A U.S. judge in Philadelphia has ruled that limousine drivers for Uber should be considered independent contractors and not company employees under federal law.
According to news from Reuters, the case, Razak v. Uber Technologies, was filed in February 2016. The plaintiffs, representing all drivers in Philadelphia for limo service UberBLACK, claimed the company should have paid them minimum wage and overtime due to the Fair Labor Standards Act, which only applies to employees.
But the federal ruling, which is the first of its kind on this ridesharing issue, states that Uber does not have enough control over its limo drivers to consider them employees.
In addition, U.S. District Judge Michael Baylson noted that drivers make their own schedules and can even nap, run personal errands or smoke cigarettes in between rides.
Uber has faced dozens of these types of lawsuits in recent years, with drivers wanting to be considered employees entitled to minimum wage, overtime and other legal protections. Last year, a state appeals court in Florida said Uber drivers were not employees under its state’s law, but California and New York have ruled drivers are employees are under those states’ laws.
And while many of these cases have been sent to arbitration, the plaintiffs in the Philadelphia case chose not to sign arbitration agreements with Uber.

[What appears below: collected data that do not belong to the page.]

//! Cross-crate service registration.
//!
//! [`crate::klog`]'s `BACKEND: AtomicPtr<()>` is the original instance of
//! this idiom: a lower layer exposes a slot, an upper layer fills it in
//! once at boot, and everyone else calls through it without a compile-time
//! dependency in that direction. `ServiceCell<T>` is that idiom lifted into
//! a reusable type, so `mk-core` can hand a vtable of scheduler hooks down
//! to `mk-lib`'s [`crate::waitqueue::WaitQueue`] without `mk-lib` ever
//! depending on `mk-core`.

use core::sync::atomic::{AtomicPtr, Ordering};

/// A write-once slot holding a `'static` reference to a `Copy` value,
/// typically a struct of function pointers.
///
/// `register()` is expected to run exactly once, early at boot, before any
/// concurrent access to `get()` is possible; later calls silently replace
/// the previous registration (useful in tests that re-register fresh
/// hooks between cases).
pub struct ServiceCell<T: 'static> {
    slot: AtomicPtr<T>,
}

impl<T: 'static> ServiceCell<T> {
    pub const fn new() -> Self {
        Self {
            slot: AtomicPtr::new(core::ptr::null_mut()),
        }
    }

    /// Register the service implementation.
    pub fn register(&self, value: &'static T) {
        self.slot
            .store(value as *const T as *mut T, Ordering::Release);
    }

    /// Fetch the registered service, if any.
    #[inline]
    pub fn get(&self) -> Option<&'static T> {
        let ptr = self.slot.load(Ordering::Acquire);
        if ptr.is_null() {
            None
        } else {
            // SAFETY: only `register` ever stores into this cell, and only
            // with a `&'static T` turned back into a raw pointer.
            Some(unsafe { &*ptr })
        }
    }

    #[inline]
    pub fn is_registered(&self) -> bool {
        !self.slot.load(Ordering::Acquire).is_null()
    }
}

impl<T: 'static> Default for ServiceCell<T> {
    fn default() -> Self {
        Self::new()
    }
}

// SAFETY: the stored pointer always comes from a `&'static T`; a `T: Sync`
// bound would be ideal but would infect every call site, and in practice
// every registered service here is a small table of function pointers.
unsafe impl<T: 'static> Sync for ServiceCell<T> {}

Baylson noted that he was the first judge to rule on the issue under federal law. The ruling comes after a federal judge in San Francisco said that food delivery workers for Grubhub were not the company’s employees.
An Uber spokesperson said the company is pleased with the decision, but Jeremy Abay, a lawyer for the plaintiffs, said he would appeal the ruling to the Philadelphia-based 3rd U.S. Circuit Court of Appeals, which would be the first time a federal appeals court will consider whether Uber drivers should be classified as independent contractors.